Além do aborto, o senhor referia outros problemas também incluídos no Anteprojeto. Quais seriam estes problema?
PE.HELIO
– De fato, além da liberação, na prática, do aborto, o Anteprojeto
apresenta outros problemas. Não pretendo ser exaustivo, mas para citar
alguns, podemos falar dos problemas relativos à eutanásia, à liberação
do consumo de drogas e à despenalização de algumas atividades
terroristas.
O
art. 122 do Anteprojeto apresenta a prática da eutanásia – definida
pelo Anteprojeto como “matar, por piedade ou compaixão, paciente em
estado terminal, imputável e maior, a seu pedido, para abreviar-lhe
sofrimento físico insuportável em razão de doença grave” – como um crime
diferente ao do homicídio, reduzindo a pena do mesmo. É verdade que as
circunstâncias dramáticas de algumas situações deveriam reduzir a pena
de alguém que comete este tipo de homicídio, porém, matar a outra
pessoa, ainda que por compaixão, não deixa de ser homicídio. Para deixar
claro o valor da vida e a gravidade do crime, o Anteprojeto poderia ter
inserido a eutanásia dentro dos crimes de homicídio, incluindo-a apenas
nos atenuantes da pena. Porém, o mais grave não é isso, mas sim que o
Parágrafo Primeiro do mesmo artigo deixa ao juiz a possibilidade de não
aplicar nenhuma pena para os casos de eutanásia, reduzindo dessa forma, o
valor da vida, um dos bens primários previstos na Constituição.
Outro
problema do Anteprojeto encontra-se no art. 212, Parágrafo Segundo, que
exclui de crime a aquisição, armazenamento, transporte e cultivo de
drogas para consumo próprio.
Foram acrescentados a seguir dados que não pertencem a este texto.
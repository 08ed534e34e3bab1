use std::time::Duration;

// ── Defaults ─────────────────────────────────────────────────────────────────

pub const DEFAULT_GROQ_API_URL: &str = "https://api.groq.com/openai/v1/chat/completions";
pub const DEFAULT_GROQ_MODEL: &str = "llama-3.3-70b-versatile";
pub const DEFAULT_BIND_ADDR: &str = "0.0.0.0:8000";
pub const DEFAULT_FETCH_TIMEOUT_SECS: u64 = 30;
pub const BROWSER_USER_AGENT: &str =
    "Mozilla/5.0 (Windows NT 10.0; Win64; x64) AppleWebKit/537.36";

// ── Error type ───────────────────────────────────────────────────────────────

#[derive(Debug, thiserror::Error)]
pub enum ConfigError {
    #[error("GROQ API key not found in environment variables")]
    MissingApiKey,
    #[error("invalid value for {name}: {value}")]
    InvalidValue { name: &'static str, value: String },
}

// ── Config ───────────────────────────────────────────────────────────────────

/// Process-wide settings, read once at startup.
#[derive(Debug, Clone)]
pub struct AppConfig {
    pub groq_api_key: String,
    pub groq_api_url: String,
    pub groq_model: String,
    pub bind_addr: String,
    pub fetch_timeout: Duration,
    pub user_agent: String,
}

impl AppConfig {
    /// Builds the config with defaults for everything but the API key.
    pub fn new(groq_api_key: impl Into<String>) -> Self {
        Self {
            groq_api_key: groq_api_key.into(),
            groq_api_url: DEFAULT_GROQ_API_URL.to_string(),
            groq_model: DEFAULT_GROQ_MODEL.to_string(),
            bind_addr: DEFAULT_BIND_ADDR.to_string(),
            fetch_timeout: Duration::from_secs(DEFAULT_FETCH_TIMEOUT_SECS),
            user_agent: BROWSER_USER_AGENT.to_string(),
        }
    }

    pub fn from_env() -> Result<Self, ConfigError> {
        Self::from_lookup(|name| std::env::var(name).ok())
    }

    fn from_lookup<F>(lookup: F) -> Result<Self, ConfigError>
    where
        F: Fn(&str) -> Option<String>,
    {
        let api_key = lookup("GROQ_API_KEY")
            .map(|k| k.trim().to_string())
            .filter(|k| !k.is_empty())
            .ok_or(ConfigError::MissingApiKey)?;

        let mut config = Self::new(api_key);

        if let Some(url) = lookup("GROQ_API_URL") {
            config.groq_api_url = url;
        }
        if let Some(model) = lookup("GROQ_MODEL") {
            config.groq_model = model;
        }
        if let Some(addr) = lookup("BIND_ADDR") {
            config.bind_addr = addr;
        }
        if let Some(raw) = lookup("FETCH_TIMEOUT_SECS") {
            let secs = raw
                .trim()
                .parse::<u64>()
                .map_err(|_| ConfigError::InvalidValue {
                    name: "FETCH_TIMEOUT_SECS",
                    value: raw.clone(),
                })?;
            config.fetch_timeout = Duration::from_secs(secs);
        }

        Ok(config)
    }
}
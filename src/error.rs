use thiserror::Error;

pub type CategorizeResult<T> = Result<T, CategorizeError>;

#[derive(Error, Debug)]
pub enum CategorizeError {
    #[error("section '{key}' is missing field '{field}'")]
    MissingField { key: String, field: String },

    #[error("section '{key}' field '{field}' is not {expected}")]
    InvalidField {
        key: String,
        field: String,
        expected: &'static str,
    },

    #[error("interface '{iface}' references unknown wifi-device '{device}'")]
    DanglingReference { iface: String, device: String },

    #[error("section '{key}' is not a mapping")]
    NotAMapping { key: String },

    #[error("wireless config is not a mapping")]
    InputNotAMapping,

    #[error("unknown interface order '{0}' (expected index, name or input)")]
    UnknownOrder(String),

    #[error("Failed to parse wireless JSON: {0}")]
    Json(#[from] serde_json::Error),
}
Segundo o Anteprojeto, “presume-se a
destinação da droga para uso pessoal quando a quantidade apreendida for
suficiente para o consumo médio individual por cinco dias”. Não há
dúvidas que o tráfico de drogas será favorecido com tal medida. Com o
intuito de permitir, de um modo velado, o consumo de maconha – um dos
verbos contemplados é o de “semear” e “colher”, claramente referidos a
esta droga – o Anteprojeto parece esquecer que o tráfico obedece às
regras de mercado: aumentando o consumo, aumentará também a oferta.
Certamente os distribuidores de drogas jamais levarão consigo uma
quantidade maior do que a “suficiente para o consumo médio individual
por cinco dias”, e, deste modo, não incorrerão em crime.
Por
fim, o Anteprojeto, tratando dos crimes de terrorismo, exclui de crime
tais atividades quando movidas por “propósitos sociais ou com fins
reivindicatórios” (art. 239, Parágrafo Sétimo). Certamente o limite dos
meios utilizados para ser configurado ou não em crime será definido pelo
juiz, mas, com esta lei, por exemplo, os jovens que tomaram a reitoria
da USP no fim do ano passado, não teriam incorrido em crime algum. Como
dissemos anteriormente, a exaltação da liberdade individual por cima do
bem comum da população degrada a sociedade e mina a força da autoridade
constituída.
Repito
o que afirmei no começo desta entrevista – são muitos os pontos
positivos do Anteprojeto, mas agora se faz necessário ressaltar as suas
deficiências para que, enquanto ainda houver tempo, possamos
solucioná-las de modo democrático.
Será que a proposta contida no Anteprojeto contempla a vontade de toda a população brasileira?
A
resposta a esta pergunta corresponde, em parte, ao final do que foi
dito na pergunta anterior: A maior parte do Anteprojeto contempla a
vontade de toda a população brasileira, mas existem pontos complicados,
que devem ser revistos e adaptados aos valores próprios da nossa
sociedade.
Não
podemos permitir que novamente – como vem ocorrendo nos últimos anos no
Brasil – a opinião de pessoas que se creem “iluminadas” e com a “missão
de iluminar” o ordenamento jurídico brasileiro, corrompam nossos
valores e as opiniões da imensa maioria do povo brasileiro.